Collected data
........

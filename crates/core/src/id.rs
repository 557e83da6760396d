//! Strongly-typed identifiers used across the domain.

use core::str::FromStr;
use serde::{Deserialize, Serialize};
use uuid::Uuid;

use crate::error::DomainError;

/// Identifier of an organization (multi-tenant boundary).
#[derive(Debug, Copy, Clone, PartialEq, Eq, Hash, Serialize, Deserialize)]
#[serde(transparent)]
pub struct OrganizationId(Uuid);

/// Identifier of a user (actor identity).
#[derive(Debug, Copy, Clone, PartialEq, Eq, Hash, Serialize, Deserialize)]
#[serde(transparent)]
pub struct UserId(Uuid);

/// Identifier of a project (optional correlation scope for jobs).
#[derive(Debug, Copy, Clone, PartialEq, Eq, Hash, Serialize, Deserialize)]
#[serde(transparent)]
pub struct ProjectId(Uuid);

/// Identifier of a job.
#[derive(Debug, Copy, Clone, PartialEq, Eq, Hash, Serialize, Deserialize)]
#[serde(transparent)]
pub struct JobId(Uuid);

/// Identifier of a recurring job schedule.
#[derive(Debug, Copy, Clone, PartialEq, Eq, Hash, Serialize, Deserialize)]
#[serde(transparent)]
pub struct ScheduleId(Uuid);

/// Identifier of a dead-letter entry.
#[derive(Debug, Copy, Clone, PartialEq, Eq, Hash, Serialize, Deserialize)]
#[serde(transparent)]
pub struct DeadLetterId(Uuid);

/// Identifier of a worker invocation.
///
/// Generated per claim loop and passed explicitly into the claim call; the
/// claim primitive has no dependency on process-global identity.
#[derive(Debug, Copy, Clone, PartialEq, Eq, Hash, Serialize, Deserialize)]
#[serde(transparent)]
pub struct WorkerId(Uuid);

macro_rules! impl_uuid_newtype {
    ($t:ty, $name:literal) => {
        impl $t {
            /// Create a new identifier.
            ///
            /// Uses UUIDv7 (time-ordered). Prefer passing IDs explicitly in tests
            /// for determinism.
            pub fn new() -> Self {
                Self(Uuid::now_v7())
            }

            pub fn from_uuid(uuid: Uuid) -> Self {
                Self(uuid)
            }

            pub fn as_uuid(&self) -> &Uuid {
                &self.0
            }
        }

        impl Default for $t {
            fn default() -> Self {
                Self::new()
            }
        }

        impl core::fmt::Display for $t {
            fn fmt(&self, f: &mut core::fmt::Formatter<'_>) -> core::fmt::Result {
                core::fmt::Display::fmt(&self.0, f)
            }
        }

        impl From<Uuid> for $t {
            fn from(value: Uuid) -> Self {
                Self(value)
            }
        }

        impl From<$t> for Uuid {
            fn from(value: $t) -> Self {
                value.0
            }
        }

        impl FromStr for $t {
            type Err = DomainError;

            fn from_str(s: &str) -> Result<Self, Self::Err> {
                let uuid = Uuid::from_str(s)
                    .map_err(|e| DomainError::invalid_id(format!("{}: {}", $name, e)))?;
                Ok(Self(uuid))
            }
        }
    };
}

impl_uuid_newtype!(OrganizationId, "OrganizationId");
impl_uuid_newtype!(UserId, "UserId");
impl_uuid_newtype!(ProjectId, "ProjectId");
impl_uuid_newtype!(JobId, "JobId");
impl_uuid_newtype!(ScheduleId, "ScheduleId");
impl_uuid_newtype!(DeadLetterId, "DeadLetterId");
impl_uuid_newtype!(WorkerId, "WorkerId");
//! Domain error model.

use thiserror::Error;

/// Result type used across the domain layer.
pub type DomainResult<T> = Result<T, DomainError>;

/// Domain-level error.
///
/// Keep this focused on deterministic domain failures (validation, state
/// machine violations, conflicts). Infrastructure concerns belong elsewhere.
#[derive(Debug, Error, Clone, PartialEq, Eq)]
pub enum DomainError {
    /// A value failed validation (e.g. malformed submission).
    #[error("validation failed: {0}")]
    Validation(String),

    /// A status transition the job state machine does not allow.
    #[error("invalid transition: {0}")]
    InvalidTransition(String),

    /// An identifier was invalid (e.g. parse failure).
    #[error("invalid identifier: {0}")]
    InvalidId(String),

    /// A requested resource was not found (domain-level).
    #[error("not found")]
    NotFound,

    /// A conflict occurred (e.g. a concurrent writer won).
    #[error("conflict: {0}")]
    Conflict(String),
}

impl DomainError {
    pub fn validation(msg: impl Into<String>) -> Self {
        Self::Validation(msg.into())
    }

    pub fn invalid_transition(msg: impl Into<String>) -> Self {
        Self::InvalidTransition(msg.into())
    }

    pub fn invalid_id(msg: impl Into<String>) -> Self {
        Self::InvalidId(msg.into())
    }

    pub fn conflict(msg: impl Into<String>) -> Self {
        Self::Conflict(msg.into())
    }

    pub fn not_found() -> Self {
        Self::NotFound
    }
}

........

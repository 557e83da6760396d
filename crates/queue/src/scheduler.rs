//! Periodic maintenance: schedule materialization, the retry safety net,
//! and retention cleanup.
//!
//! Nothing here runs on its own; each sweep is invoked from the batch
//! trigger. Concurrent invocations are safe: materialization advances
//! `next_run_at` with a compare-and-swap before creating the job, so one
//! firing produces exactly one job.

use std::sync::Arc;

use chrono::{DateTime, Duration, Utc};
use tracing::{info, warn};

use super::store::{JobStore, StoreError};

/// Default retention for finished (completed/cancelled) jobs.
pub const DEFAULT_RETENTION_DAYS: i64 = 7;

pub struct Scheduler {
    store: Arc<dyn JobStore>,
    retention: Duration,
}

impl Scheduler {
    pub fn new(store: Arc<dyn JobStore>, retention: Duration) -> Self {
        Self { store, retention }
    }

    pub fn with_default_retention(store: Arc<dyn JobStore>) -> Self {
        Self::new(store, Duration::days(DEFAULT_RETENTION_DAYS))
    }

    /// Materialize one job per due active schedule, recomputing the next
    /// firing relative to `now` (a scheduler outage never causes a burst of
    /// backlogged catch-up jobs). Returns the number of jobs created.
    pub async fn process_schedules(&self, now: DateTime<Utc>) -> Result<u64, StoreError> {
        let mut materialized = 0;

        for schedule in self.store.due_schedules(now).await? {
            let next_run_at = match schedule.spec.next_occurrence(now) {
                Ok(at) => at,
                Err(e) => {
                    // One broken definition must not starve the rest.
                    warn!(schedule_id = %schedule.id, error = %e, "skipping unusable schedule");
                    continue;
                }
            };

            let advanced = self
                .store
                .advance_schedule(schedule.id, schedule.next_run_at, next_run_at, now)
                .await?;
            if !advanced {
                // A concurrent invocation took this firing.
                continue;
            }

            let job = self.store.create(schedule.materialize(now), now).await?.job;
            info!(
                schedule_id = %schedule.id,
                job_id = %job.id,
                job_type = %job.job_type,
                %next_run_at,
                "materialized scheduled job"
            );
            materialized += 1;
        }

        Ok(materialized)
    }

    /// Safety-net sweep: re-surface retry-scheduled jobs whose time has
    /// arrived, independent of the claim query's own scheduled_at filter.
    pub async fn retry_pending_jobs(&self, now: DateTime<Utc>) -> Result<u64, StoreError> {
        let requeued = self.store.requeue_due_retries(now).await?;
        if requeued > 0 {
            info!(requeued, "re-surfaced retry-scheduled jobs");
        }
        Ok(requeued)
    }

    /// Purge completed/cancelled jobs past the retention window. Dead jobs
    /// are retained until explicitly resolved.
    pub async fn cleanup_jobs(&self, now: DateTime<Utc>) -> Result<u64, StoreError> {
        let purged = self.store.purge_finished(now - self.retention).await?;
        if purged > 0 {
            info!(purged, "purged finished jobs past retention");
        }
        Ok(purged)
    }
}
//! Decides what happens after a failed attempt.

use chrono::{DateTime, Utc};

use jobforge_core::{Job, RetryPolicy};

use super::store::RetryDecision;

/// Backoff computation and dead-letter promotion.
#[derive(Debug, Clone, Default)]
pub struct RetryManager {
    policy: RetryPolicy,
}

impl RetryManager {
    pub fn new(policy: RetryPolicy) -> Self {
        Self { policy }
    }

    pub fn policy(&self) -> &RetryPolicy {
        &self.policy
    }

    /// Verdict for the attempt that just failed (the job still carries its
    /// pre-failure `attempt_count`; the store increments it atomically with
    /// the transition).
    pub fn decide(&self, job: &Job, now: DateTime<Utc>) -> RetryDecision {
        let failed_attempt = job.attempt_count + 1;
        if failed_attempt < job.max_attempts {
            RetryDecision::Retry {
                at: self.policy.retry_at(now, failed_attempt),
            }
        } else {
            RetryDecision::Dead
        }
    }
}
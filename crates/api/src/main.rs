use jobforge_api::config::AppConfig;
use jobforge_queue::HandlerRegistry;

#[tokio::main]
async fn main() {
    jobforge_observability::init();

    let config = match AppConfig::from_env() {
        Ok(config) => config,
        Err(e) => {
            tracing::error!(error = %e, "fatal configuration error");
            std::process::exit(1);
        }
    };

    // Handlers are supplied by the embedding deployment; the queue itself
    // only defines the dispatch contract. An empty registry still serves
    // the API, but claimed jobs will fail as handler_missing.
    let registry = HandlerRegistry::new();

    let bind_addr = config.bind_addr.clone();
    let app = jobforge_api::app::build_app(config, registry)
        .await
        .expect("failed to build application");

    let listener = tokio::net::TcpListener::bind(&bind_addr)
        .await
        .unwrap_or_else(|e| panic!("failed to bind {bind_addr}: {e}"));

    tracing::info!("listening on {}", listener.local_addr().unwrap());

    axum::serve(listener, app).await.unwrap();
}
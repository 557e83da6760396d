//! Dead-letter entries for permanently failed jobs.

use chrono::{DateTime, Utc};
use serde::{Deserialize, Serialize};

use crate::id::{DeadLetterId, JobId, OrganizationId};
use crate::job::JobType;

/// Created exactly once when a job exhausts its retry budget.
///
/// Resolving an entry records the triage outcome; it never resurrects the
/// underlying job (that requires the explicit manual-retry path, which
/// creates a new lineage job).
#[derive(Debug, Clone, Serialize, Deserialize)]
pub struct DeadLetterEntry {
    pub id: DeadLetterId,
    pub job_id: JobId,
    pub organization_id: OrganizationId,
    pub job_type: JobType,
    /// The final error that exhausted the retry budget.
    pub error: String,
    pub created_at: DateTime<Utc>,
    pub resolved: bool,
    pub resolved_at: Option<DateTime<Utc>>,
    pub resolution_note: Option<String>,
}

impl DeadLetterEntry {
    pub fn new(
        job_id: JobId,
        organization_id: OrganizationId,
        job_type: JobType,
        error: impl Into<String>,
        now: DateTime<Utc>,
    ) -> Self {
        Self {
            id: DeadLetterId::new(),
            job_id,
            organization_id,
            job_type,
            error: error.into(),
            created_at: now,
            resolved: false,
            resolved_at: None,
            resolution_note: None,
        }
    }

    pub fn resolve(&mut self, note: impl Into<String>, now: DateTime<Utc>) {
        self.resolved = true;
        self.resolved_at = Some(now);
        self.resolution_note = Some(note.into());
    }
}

........

**Activity**. Pull every line containing "ScheduleId" out of the entries.

**Output for this exercise**.
pub struct ScheduleId(Uuid);
impl_uuid_newtype!(ScheduleId, "ScheduleId");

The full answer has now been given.